Psalms of orientation reflect our experience of knowing life as making sense, where right and wrong are clear, and we can trust our lives as safely held by God and others.  Such psalms reflect an innocence, idealism, and naiveté that is good in its time and place.  Yet the pain, heartache, and sorrow of life often shatters such an experience.

Psalms of disorientation reflect the experience of utter alienation with ourselves, God, and others that happen when the rules and doctrines with which we guide our lives fall apart.  Anyone who has gone through deep loss due to the death of one you love, to disease, to a career falling apart, knows exactly what this is like.  Many of the psalms express just such an experience and, as one in grief or trauma does, rail out with anger, despair, questioning, and sadness.   Such psalms often accuse God, or beg God to punish those who hurt them.  Others cry out in despair, many full of hopelessness, for rescue.


Psalms of reorientation come as one, in the midst of such suffering, has found the light of God’s presence again.  Sometimes this comes through healing, deliverance, and rescue from the situations one faces.  Other times it is through a change of perspective in which the experience of pain becomes a teacher, the heartache a kind of training in a new way of life.   In either case, these prayers reflect a return to a life that makes sense, yet which carries within it not naiveté but a depth of meaning.  At times one even returns to faith claims and values which sounded empty in one’s time of disorientation but not suggest a depth and meaning one could not have known beforehand.

In my passing through the grief of losing my late wife, I can see myself having moved through these phases of life.  An innocence of new love.  The feeling my life and very self had torn apart and the road-map I had found with God to traverse life was no longer a guide.  And now, a sense of again being on journey with God on a life-giving path, but with lessons my pain has taught me and deep gratitude for life itself.

The fact that such a breadth of human experience are reflected in the Psalms suggests that whether you are a point where the world makes sense and God appears in God’s good heaven, at a point where life seems to be unravelling and Jesus on the cross did you feel you must cry “my God, my God why have you forsaken me?”, at a point in which you only see darkness and hell, a point where you are rebuilding your life, or a point of renewed meaning and purpose, God is present there.  You can embrace this full experience – of joy, of pain, of renewal, of heartache, of love, of loss – as a place where God is present.  Whatever feelings that come to you – and even numbness, anger, heartache – can be teachers to you as you learn to embrace that experience as including in it the presence of God.

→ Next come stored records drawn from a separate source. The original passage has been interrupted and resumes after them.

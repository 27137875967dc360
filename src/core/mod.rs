pub mod alerts;
pub mod analyzer;
pub mod ranking;
pub mod types;
pub mod window;

pub use alerts::{AlertCondition, AlertEngine, AlertEvent, AlertRule, RuleId};
pub use analyzer::{SummaryReport, TrendAnalyzer};
pub use ranking::RankedSet;
pub use types::{MetricSnapshot, PriceSample};
pub use window::{SlidingWindow, WindowSet};
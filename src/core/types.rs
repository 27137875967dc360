use serde::{Deserialize, Serialize};

/// A single price observation for one symbol.
///
/// Timestamps must be strictly increasing per symbol; the window rejects
/// anything else on ingest.
#[derive(Debug, Clone, Serialize, Deserialize)]
pub struct PriceSample {
    pub symbol: String,
    pub timestamp: i64,
    pub price: f64,
    pub volume: Option<f64>,
}

impl PriceSample {
    pub fn new(symbol: impl Into<String>, timestamp: i64, price: f64) -> Self {
        Self {
            symbol: symbol.into(),
            timestamp,
            price,
            volume: None,
        }
    }

    pub fn with_volume(mut self, volume: f64) -> Self {
        self.volume = Some(volume);
        self
    }
}

/// Derived metrics over one symbol's current window.
///
/// Recomputed on every ingest; only the latest snapshot per symbol is kept.
#[derive(Debug, Clone, PartialEq, Serialize, Deserialize)]
pub struct MetricSnapshot {
    pub symbol: String,
    /// Timestamp of the newest sample in the window.
    pub timestamp: i64,
    /// Price of the newest sample.
    pub last_price: f64,
    /// Volume of the newest sample, when the feed supplies one.
    pub volume: Option<f64>,
    /// Change from the oldest to the newest window price, in percent.
    pub percent_change: f64,
    /// Change from the oldest to the newest window price, absolute.
    pub absolute_change: f64,
    /// Population standard deviation of per-step returns.
    pub volatility: f64,
    /// Least-squares slope of price against sample index over the
    /// configured momentum lookback.
    pub momentum: f64,
    /// Newest price cleared the prior window extreme by more than the
    /// configured breakout fraction.
    pub breakout: bool,
}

Ironically, the Psalms, from which Jesus’ words “my God, my God, why have you forsaken me” came, suggest even our experience of not being able to feel or sense God’s presence is a place in which God dwells.  Such dark nights of the soul, if we will sit with them, can on the other side of our pain, become schools of deeper compassion and spirituality.

This also teaches me when I must sit with people in their pain not to push them too quickly to joy, nor when one is celebrating to too quickly burst their bubble by dragging them down to what I think is reality.   Often the best way to help another is to enter into their world, whether it be joyful and celebratory or deeply heartwrenching.

In my work as a chaplain, often this means holding one’s hand and listening without judgment to a person’s helplessness.  As a friend it may be sitting with someone as Job’s friends did, while they sit in the ash-heap, patiently accepting their screams of anguish and anger as a holy place for them, while refusing to condemn them or answer their questions as Job’s friends sadly did.

It means accepting that where another is may be exactly where they need to be.  My role is to join them there and, as possible, open my eyes to where God is in this experience.  As I sit with them and listen, trusting God to be present, my simple presence can help them awaken to the fact that God is there.  And as I point whether by words or simple actions to this reality, I can help them see what I am seeing – the nearness of God in their experience even of God-forsakeness.